If patient wait times, auth queues, or registration errors are slowing access in your health system, start with one workflow. Book a strategy call with Intellivon to map where AI, RPA, and APIs fit, and what your first build would cost.
Conclusion
The RPA use cases in healthcare revenue cycle that shorten time to care are working at health systems like Inova and MetroHealth. Moreover, these tools run around existing systems, so no EHR replacement is needed. However, results depend on choosing the right first workflow and connecting it to Epic.
Therefore, start with one measurable bottleneck, prove it in shadow mode, and expand into eligibility, authorization, and referrals. Over time, patients reach care faster and staff spend less time on rework.
FAQs
Q1. Can AI and RPA Work With Epic?
A1. Yes, AI and RPA can work with Epic without replacing it. Specifically, FHIR APIs and HL7 feeds exchange patient, coverage, and scheduling data directly. Meanwhile, RPA handles payer portal steps where no API exists. Either way, every result writes back to the Epic patient record, so staff see updates immediately.
Q2. Which Patient Access Process Should Come First?
A2. Start with the patient access process that has high volume, long delays, and clear rules. In addition, choose a workflow with few exceptions and reliable system access for integration. For example, next-day eligibility checks often qualify first, since they repeat daily, follow payer rules, and connect through APIs or portals.
Q3. Can AI Fully Automate Patient Scheduling?
A3. No, AI can automate routine scheduling, but not every request. For instance, it handles booking, rescheduling, and cancellations for standard visit types. However, complex cases need people, such as urgent symptoms, multi-provider visits, or specialty rules that require clinical judgment. Therefore, AI should route these requests to staff with context.
Q4. Does RPA Replace Patient Access Staff?
A4. No, RPA usually shifts work rather than removing jobs. Instead, bots take over repetitive tasks like portal checks and data entry. As a result, staff spend more time on exceptions, complex cases, and patient support. For example, Regional One Health leaders said their goal was never to reduce employees.
Q5. Can AI Reduce Appointment No-Shows?
A5. Yes, but prediction alone does not reduce no-shows. AI identifies patients with a higher risk of missing appointments. However, the result depends on what happens next, such as extra reminders, easier rescheduling, transportation help, or backfilling slots from a waitlist. Therefore, prediction must connect directly to outreach and scheduling workflows.

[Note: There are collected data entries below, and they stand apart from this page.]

//! Pluggable authentication.
//!
//! The order core never authenticates anyone itself. Transports ask an
//! [`Authenticator`] to turn a bearer token into a [`Principal`].
//! [`MockAuthenticator`] is the development stand-in: any non-empty
//! credentials log in as the same mock user.

use std::collections::HashMap;
use std::sync::Arc;

use async_trait::async_trait;
use chrono::{DateTime, Duration, Utc};
use serde::{Deserialize, Serialize};
use thiserror::Error;
use tokio::sync::RwLock;
use tracing::{debug, info, instrument, warn};
use uuid::Uuid;

use crate::clock::Clock;

#[derive(Debug, Clone, PartialEq, Serialize, Deserialize)]
pub struct Principal {
    pub user_id: u64,
    pub username: String,
}

#[derive(Debug, Clone, PartialEq, Serialize)]
pub struct AccessToken {
    pub access_token: String,
    pub expires_at: DateTime<Utc>,
}

#[derive(Debug, Clone, Error, PartialEq)]
pub enum AuthError {
    #[error("Unauthenticated")]
    Unauthenticated,
    #[error("Invalid credentials: {0}")]
    InvalidCredentials(String),
}

#[async_trait]
pub trait Authenticator: Send + Sync {
    async fn verify(&self, token: &str) -> Result<Principal, AuthError>;
}

struct Session {
    principal: Principal,
    expires_at: DateTime<Utc>,
}

pub struct MockAuthenticator {
    sessions: RwLock<HashMap<String, Session>>,
    ttl: Duration,
    clock: Arc<dyn Clock>,
}

impl MockAuthenticator {
    const MOCK_USER_ID: u64 = 1;

    pub fn new(ttl: Duration, clock: Arc<dyn Clock>) -> Self {
        Self {
            sessions: RwLock::new(HashMap::new()),
            ttl,
            clock,
        }
    }

    /// Issue a bearer token. Credentials are not checked beyond being present.
    #[instrument(skip(self, password))]
    pub async fn login(&self, username: &str, password: &str) -> Result<AccessToken, AuthError> {
        if username.is_empty() || password.is_empty() {
            warn!("Login rejected: missing credentials");
            return Err(AuthError::InvalidCredentials("username and password are required".to_string()));
        }

        let token = AccessToken {
            access_token: Uuid::new_v4().to_string(),
            expires_at: self.clock.now() + self.ttl,
        };
        let session = Session {
            principal: Principal {
                user_id: Self::MOCK_USER_ID,
                username: username.to_string(),
            },
            expires_at: token.expires_at,
        };
        self.sessions.write().await.insert(token.access_token.clone(), session);

        info!(expires_at = %token.expires_at, "Session issued");
        Ok(token)
    }
}

#[async_trait]
impl Authenticator for MockAuthenticator {
    #[instrument(skip_all)]
    async fn verify(&self, token: &str) -> Result<Principal, AuthError> {
        let now = self.clock.now();
        let sessions = self.sessions.read().await;
        match sessions.get(token) {
            Some(session) if session.expires_at > now => {
                debug!(user_id = session.principal.user_id, "Token verified");
                Ok(session.principal.clone())
            }
            Some(_) => {
                debug!("Token expired");
                Err(AuthError::Unauthenticated)
            }
            None => {
                debug!("Unknown token");
                Err(AuthError::Unauthenticated)
            }
        }
    }
}

#[cfg(test)]
mod tests {
    use super::*;
    use crate::clock::FixedClock;

    #[tokio::test]
    async fn test_login_then_verify() {
        let auth = MockAuthenticator::new(Duration::minutes(30), Arc::new(FixedClock::default()));
        let token = auth.login("test", "secret").await.unwrap();

        let principal = auth.verify(&token.access_token).await.unwrap();
        assert_eq!(principal, Principal { user_id: 1, username: "test".to_string() });
    }

    #[tokio::test]
    async fn test_rejects_unknown_expired_and_empty() {
        let clock = FixedClock::default();
        let auth = MockAuthenticator::new(Duration::minutes(30), Arc::new(clock.clone()));

        assert_eq!(auth.verify("not-a-token").await, Err(AuthError::Unauthenticated));
        assert!(matches!(auth.login("", "secret").await, Err(AuthError::InvalidCredentials(_))));

        let token = auth.login("test", "secret").await.unwrap();
        clock.advance(Duration::minutes(30));
        assert_eq!(auth.verify(&token.access_token).await, Err(AuthError::Unauthenticated));
    }
}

Q6. How Does CMS Affect Prior Auth Automation?
A6. CMS-0057-F requires affected payers to decide expedited prior authorization requests within 72 hours and standard requests within seven calendar days. In addition, most Prior Authorization API requirements begin January 1, 2027. As a result, providers should design API-ready workflows now, while keeping RPA for many commercial payers outside the rule.
Q7. How Much Does Patient Access Automation Cost?
A7. A custom AI and RPA patient access platform typically costs $70,000 to $300,000 in 2026. Specifically, the total depends on workflow scope, payer connections, and EHR write-back depth. In addition, after launch, budget 15% to 25% of the build cost each year for bot repair, integration updates, monitoring, and security.